Another point that stroke me when I studied the above mentioned book has been the predatory role of banks especially towards third-world countries. This has resulted in a massive sucking of resources from these poor countries by the western world.
This parasitic behaviour has evolved to the extent that the IMF has urged poor countries to utilize their best farming land for growing export crops in order to be able to pay at least a part of their ever-growing debts (by reason of the high interest rates).
As a consequence many people have died from starvation since they were left with the poorest pieces of land to grow crops for their own use. A Brazilian minister of government once remarked in this respect that world-war three has long begun, but it is a silent war, hardly noticed by the well-fed first-world citizens.
Truely disgusting! Where are the critical journalists, television-reporters, etc.?

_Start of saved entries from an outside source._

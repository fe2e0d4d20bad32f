//! Service health endpoint
//!
//! Reports whether the proxy itself is up and when it last completed a poll
//! cycle. Printer problems are not service problems: a proxy whose printers
//! are all errored is still healthy.

use axum::{extract::State, http::StatusCode, response::IntoResponse, routing::get, Json, Router};
use chrono::{DateTime, Utc};
use serde::Serialize;
use std::sync::atomic::{AtomicBool, Ordering};
use std::sync::Arc;
use std::time::Instant;

use crate::metrics;

use super::AppState;

// ============================================================================
// Health Status Types
// ============================================================================

/// Overall health status
#[derive(Debug, Clone, Copy, PartialEq, Eq, Serialize)]
#[serde(rename_all = "lowercase")]
pub enum HealthStatus {
    Healthy,
    Starting,
}

impl HealthStatus {
    pub fn as_str(&self) -> &'static str {
        match self {
            HealthStatus::Healthy => "healthy",
            HealthStatus::Starting => "starting",
        }
    }
}

/// Summary of the last published cycle
#[derive(Debug, Clone, Serialize)]
pub struct CycleSummary {
    pub sequence: u64,
    pub finished_at: DateTime<Utc>,
    pub duration_ms: u64,
}

/// Health response
#[derive(Debug, Serialize)]
pub struct HealthResponse {
    pub status: HealthStatus,
    /// Whether the HTTP listener is up and serving
    pub ready: bool,
    pub version: String,
    pub uptime_secs: u64,
    pub polling_interval_secs: u64,
    #[serde(skip_serializing_if = "Option::is_none")]
    pub last_cycle: Option<CycleSummary>,
    pub printers: usize,
    pub printers_errored: usize,
}

// ============================================================================
// Health Checker
// ============================================================================

/// Tracks start time and readiness of the service
#[derive(Clone)]
pub struct HealthChecker {
    /// Whether the server has started serving
    ready: Arc<AtomicBool>,
    /// Start time for uptime calculation
    start_time: Instant,
}

impl Default for HealthChecker {
    fn default() -> Self {
        Self::new()
    }
}

impl HealthChecker {
    /// Create a new health checker
    pub fn new() -> Self {
        Self {
            ready: Arc::new(AtomicBool::new(false)),
            start_time: Instant::now(),
        }
    }

    /// Mark the service as ready
    pub fn mark_ready(&self) {
        self.ready.store(true, Ordering::SeqCst);
        tracing::info!("Health check: application marked as ready");
    }

    /// Check if the service is ready
    pub fn is_ready(&self) -> bool {
        self.ready.load(Ordering::SeqCst)
    }

    /// Get uptime in seconds
    pub fn uptime_secs(&self) -> u64 {
        self.start_time.elapsed().as_secs()
    }
}

// ============================================================================
// Health Router
// ============================================================================

/// Create health check router
pub fn create_health_router(state: AppState) -> Router {
    Router::new()
        .route("/health", get(health_check))
        .with_state(state)
}

/// Health check handler, always 200
async fn health_check(State(state): State<AppState>) -> impl IntoResponse {
    let snapshot = state.store.current().await;

    let last_cycle = (!snapshot.is_placeholder()).then(|| CycleSummary {
        sequence: snapshot.sequence,
        finished_at: snapshot.finished_at,
        duration_ms: snapshot.duration_ms,
    });

    let status = if last_cycle.is_some() {
        HealthStatus::Healthy
    } else {
        HealthStatus::Starting
    };

    let response = HealthResponse {
        status,
        ready: state.health.is_ready(),
        version: env!("CARGO_PKG_VERSION").to_string(),
        uptime_secs: state.health.uptime_secs(),
        polling_interval_secs: state.config.polling_interval,
        last_cycle,
        printers: state.config.printers.len(),
        printers_errored: snapshot.errored_count(),
    };

    metrics::record_api_request("/health", StatusCode::OK.as_u16());
    (StatusCode::OK, Json(response))
}

// ============================================================================
// Tests
// ============================================================================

These practices have at least been going on since the seventies of the former century and are rarely, if ever, reported on television. Newspapers do a little better in this respect. I remember reading an interview with Wouter van Dieren, a Dutch member of the "Club of Rome", who remarked that someone must have put something in the water because everybody seems to be firmly asleep regarding issues of sustainable living and fair economic trade.

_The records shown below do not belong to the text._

//! Lenient JSON decoding for controller responses
//!
//! Controllers are not trusted to return well-formed bodies. A body that is
//! not JSON, or a field that is missing, decodes to the zero value instead of
//! failing the request. [`Decoded::present`] records whether anything was
//! actually found, so callers can tell "the controller said nothing" apart
//! from a real empty value.

use serde_json::{Map, Value};

/// Opaque JSON object as returned by a controller
pub type JsonObject = Map<String, Value>;

/// Best-effort decode result
#[derive(Debug, Clone, Default, PartialEq)]
pub struct Decoded<T> {
    /// Decoded value, or the zero value when nothing was found
    pub value: T,

    /// Whether the value was actually present in the response
    pub present: bool,
}

impl<T> Decoded<T> {
    /// Value found in the response
    pub fn found(value: T) -> Self {
        Self {
            value,
            present: true,
        }
    }

    /// Nothing usable in the response
    pub fn absent() -> Self
    where
        T: Default,
    {
        Self {
            value: T::default(),
            present: false,
        }
    }

    /// Unwrap into the (possibly zero) value
    pub fn into_value(self) -> T {
        self.value
    }

    /// The value, or `None` when the response held nothing usable
    pub fn into_present(self) -> Option<T> {
        self.present.then_some(self.value)
    }
}

/// Decode a body as a JSON object
///
/// Non-JSON bodies and JSON documents that are not objects yield an empty
/// object with `present == false`.
pub fn decode_object(body: &[u8]) -> Decoded<JsonObject> {
    match serde_json::from_slice::<Value>(body) {
        Ok(Value::Object(map)) => Decoded::found(map),
        _ => Decoded::absent(),
    }
}

/// Decode a string at a dotted path (`"current.state"`) from a raw body
pub fn decode_string_field(body: &[u8], path: &str) -> Decoded<String> {
    match serde_json::from_slice::<Value>(body) {
        Ok(root) => string_at(&root, path),
        Err(_) => Decoded::absent(),
    }
}

/// Walk a dotted path through objects and arrays (numeric segments index arrays)
pub fn lookup<'a>(value: &'a Value, path: &str) -> Option<&'a Value> {
    path.split('.').try_fold(value, |current, key| match current {
        Value::Object(map) => map.get(key),
        Value::Array(items) => key.parse::<usize>().ok().and_then(|i| items.get(i)),
        _ => None,
    })
}

/// Render a JSON value as a plain string
///
/// Strings are returned unquoted, other scalars and containers use their JSON
/// text, and `null` counts as absent.
pub fn stringify(value: &Value) -> Option<String> {
    match value {
        Value::Null => None,
        Value::String(s) => Some(s.clone()),
        other => Some(other.to_string()),
    }
}

fn string_at(root: &Value, path: &str) -> Decoded<String> {
    lookup(root, path)
        .and_then(stringify)
        .map_or_else(Decoded::absent, Decoded::found)
}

Indeed, a French philosopher wrote about the "failure of the intellectual elite" regarding their refusal or ignoring to take a leading role in shaping the public opinion concerning the really important issues that face current society, like the necessity of establishing a sustainable economy, but also concerning mentality and morality. I agree with him, that very few of this so-called elite feel much responsibility in bringing these issues to the forum of public discussion.
I think it is up to the common (wo)man to take his/her fate into his/her own hand as much as possible. Raising self-awareness and changing the structures bottom-up can go hand in hand and I think grass-roots movements will play an increasingly important role in this respect. 'Mainstream ' people will eventually and gradually absorb some of the fresh ideas from these movements.
But be prepared for a lot of disinformation! Some people are warning us that the next century will be one of intense information warfare and I'm inclined to agree with their assessment. There are a lot of vested interests at stake, so stay on the alert and don't believe much from what these people tell you through the so-called independent media. In reality there can be hardly question of real independent media since editors, etc. are dependent on revenues from commercial ads, etc.
It is the rare magazine that forms an exception to this rule, and, of course, potentially, the world wide web with all its diverse faces.
With this note I will end this appendix.